Named for a popular vacation destination, The Land of Blue Lakes claims to be the first Latvian found footage film. Having seen films from its neighbours Estonia (Kratt, November) and Russia (Dead Mountain, Coma) I decided to see what it had to offer.
The Land of Blue Lakes opens with the standard text telling us how the people in the film never returned from their trip, leaving only this footage behind. In this case, what we are about to see was found on the dark web, edited by whoever uploaded it.
The film follows the most basic of found footage plots as we follow five young people into the wilderness. In this case, it’s a group of kayakers, Artur (Arturs Latkovskis), Veronika (Veronika Rumjanceva), Alina (Alina Sedova), Vlad (Vladislavs Filipovs) and Edgars (Edgars Jurgelans). Their plan is to paddle through a series of interconnected lakes.

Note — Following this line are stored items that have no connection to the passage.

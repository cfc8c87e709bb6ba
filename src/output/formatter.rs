//! Output formatting for equivalency reports.

use crate::engine::{EquivalencyReport, Failure};
use crate::output::config::{OutputConfig, OutputMode};

// ANSI color codes
const RED: &str = "\x1b[31m";
const YELLOW: &str = "\x1b[33m";
const CYAN: &str = "\x1b[36m";
const RESET: &str = "\x1b[0m";

/// Formatter for equivalency reports.
pub struct ReportFormatter {
    config: OutputConfig,
}

impl ReportFormatter {
    /// Create a new formatter with the given configuration.
    pub fn new(config: OutputConfig) -> Self {
        Self { config }
    }

    /// Create a formatter with default configuration.
    pub fn with_defaults() -> Self {
        Self::new(OutputConfig::new())
    }

    /// Check if rendered values should be shown given the result.
    pub fn should_show_values(&self, passed: bool) -> bool {
        match self.config.values {
            OutputMode::Always => true,
            OutputMode::OnFailure => !passed,
            OutputMode::Never => false,
        }
    }

    /// Check if the configuration header should be shown given the result.
    pub fn should_show_configuration(&self, passed: bool) -> bool {
        match self.config.configuration {
            OutputMode::Always => true,
            OutputMode::OnFailure => !passed,
            OutputMode::Never => false,
        }
    }

    /// Format a single failure for display.
    pub fn format_failure(&self, failure: &Failure) -> String {
        let mut line = if self.config.colors_enabled {
            format!(
                "  {}{}{}: {}",
                CYAN, failure.path, RESET, failure.message
            )
        } else {
            format!("  {}: {}", failure.path, failure.message)
        };

        if self.should_show_values(false) {
            if let Some(subject) = &failure.subject {
                line.push_str(&format!("\n      subject: {}", self.truncate(subject)));
            }
            if let Some(expectation) = &failure.expectation {
                line.push_str(&format!(
                    "\n      expectation: {}",
                    self.truncate(expectation)
                ));
            }
        }

        line
    }

    /// Format a full report for display.
    pub fn format_report(&self, report: &EquivalencyReport) -> String {
        let passed = report.passed();
        let mut output = String::new();

        if self.should_show_configuration(passed) {
            if self.config.colors_enabled {
                output.push_str(&format!(
                    "{}configuration:{} {}\n",
                    YELLOW, RESET, report.description
                ));
            } else {
                output.push_str(&format!("configuration: {}\n", report.description));
            }
        }

        if let Some(reason) = &report.reason {
            output.push_str(&format!("because: {}\n", reason));
        }

        if passed {
            output.push_str("comparison passed\n");
        } else {
            let header = format!("mismatches ({}):", report.failures.len());
            if self.config.colors_enabled {
                output.push_str(&format!("{}{}{}\n", RED, header, RESET));
            } else {
                output.push_str(&format!("{}\n", header));
            }
            for failure in &report.failures {
                output.push_str(&self.format_failure(failure));
                output.push('\n');
            }
        }

        output
    }

    /// Print a report to stdout.
    pub fn print_report(&self, report: &EquivalencyReport) {
        print!("{}", self.format_report(report));
    }

    /// Truncate a string to the configured maximum length.
    /// Handles multi-byte UTF-8 characters safely.
    fn truncate(&self, s: &str) -> String {
        let max = self.config.truncate_at;
        let char_count = s.chars().count();

        if char_count <= max {
            s.to_string()
        } else {
            // Reserve 3 chars for "..."
            let truncated: String = s.chars().take(max.saturating_sub(3)).collect();
            format!("{}...", truncated)
        }
    }
}

#[cfg(test)]
mod tests {
    use super::*;
    use crate::engine::{EquivalencyContext, EquivalencyOptions, EquivalencyValidator};
    use crate::graph::Node;
    use serde_json::json;

    fn failing_report() -> EquivalencyReport {
        let context = EquivalencyContext::root(
            Node::from_json(&json!({"a": 1})),
            Node::from_json(&json!({"a": 2})),
        );
        EquivalencyValidator::new(EquivalencyOptions::new())
            .assert_equality(&context)
            .unwrap()
    }

    #[test]
    fn test_truncate_short_string() {
        let formatter = ReportFormatter::new(OutputConfig::new().truncate_at(60));
        assert_eq!(formatter.truncate("hello"), "hello");
    }

    #[test]
    fn test_truncate_long_string() {
        let formatter = ReportFormatter::new(OutputConfig::new().truncate_at(10));
        assert_eq!(formatter.truncate("hello world!"), "hello w...");
    }

    #[test]
    fn test_truncate_unicode() {
        let formatter = ReportFormatter::new(OutputConfig::new().truncate_at(6));
        let result = formatter.truncate("日本語ですよね"); // 7 chars
        assert!(result.ends_with("..."));
        assert_eq!(result.chars().count(), 6); // 3 chars + "..."
        assert_eq!(result, "日本語...");
    }

    #[test]
    fn test_format_report_lists_failures() {
        let formatter = ReportFormatter::new(OutputConfig::new().colors(false));
        let rendered = formatter.format_report(&failing_report());
        assert!(rendered.contains("mismatches (1):"));
        assert!(rendered.contains("[\"a\"]"));
        assert!(rendered.contains("configuration:"));
    }

    #[test]
    fn test_format_report_passing_is_quiet() {
        let context = EquivalencyContext::root(Node::int(1), Node::int(1));
        let report = EquivalencyValidator::new(EquivalencyOptions::new())
            .assert_equality(&context)
            .unwrap();
        let formatter = ReportFormatter::new(OutputConfig::new().colors(false));
        let rendered = formatter.format_report(&report);
        assert!(rendered.contains("comparison passed"));
        assert!(!rendered.contains("configuration:"));
    }

    #[test]
    fn test_should_show_modes() {
        let formatter = ReportFormatter::new(OutputConfig::new().values(OutputMode::Always));
        assert!(formatter.should_show_values(true));
        assert!(formatter.should_show_values(false));

        let formatter = ReportFormatter::new(OutputConfig::new().values(OutputMode::OnFailure));
        assert!(!formatter.should_show_values(true));
        assert!(formatter.should_show_values(false));

        let formatter = ReportFormatter::new(OutputConfig::new().values(OutputMode::Never));
        assert!(!formatter.should_show_values(false));
    }

    #[test]
    fn test_failure_line_includes_values() {
        let formatter = ReportFormatter::new(
            OutputConfig::new().colors(false).values(OutputMode::Always),
        );
        let report = failing_report();
        let line = formatter.format_failure(&report.failures[0]);
        assert!(line.contains("subject: 1"));
        assert!(line.contains("expectation: 2"));
    }
}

Back in pre-Christian times, these lakes were home to pagan tribes that practiced human sacrifices which gives their film some backstory. Unfortunately, as they get deeper into the wilderness they find signs that the descendants of those tribes might still be around.
While I was expecting something like The Latvian Witch Project, The Land of Blue Lakes actually has more in common with the Swedish found footage effort Documenting the Witch Path for much of its running time. How much you like the film will probably come down to how much you like scenic waterways and whether or not you find the characters annoying or not. Because much of The Land of Blue Lakes consists of them kayaking through the lakes or camping beside them and goofing off.
Thankfully, after the first few minutes where they did get on my nerves quickly, The Land of Blue Lakes’ kayakers are relatively likable and don’t do anything that makes you think that they’re trying to get themselves killed. Something I can’t say for the characters in a lot of similar films. Also, apart from the editing, there’s nothing that feels out of place with the footage either. There’s no musical score and no scenes where you wonder who shot it.
On the other hand, there are a few creepy scenes and hints that something is in the woods, but for the most part, it’s all very laid back. It wasn’t until around thirty-five minutes into the film’s seventy-three-minute length that there was anything to really creep me out. Which is authentic I suppose, if they ran into creepy stuff right away they’d probably paddle back to the dock and stay there.
But most of us don’t watch films like The Land of Blue Lakes to see people acting rationally, do we? As long as they’re not acting like total idiots we’re good with it, so the lack of scares will probably leave a lot of viewers feeling restless. Especially since the film is in Latvian with subtitles so you have to pay attention and read all the less than thrilling dialogue.
Obviously, if you’re a fan of this kind of bare-bones found footage film then what I’m saying sounds like a recommendation, and please take it as such. But the genre has evolved beyond sixty minutes of camping followed by ten minutes of everyone getting killed. For myself, I wasn’t actually bored but The Land of Blue Lakes never grabbed me the way films like The Fear Footage or Red Woods did either. I think many other viewers may feel the same way too. I suspect a lot of other viewers will have the same reaction.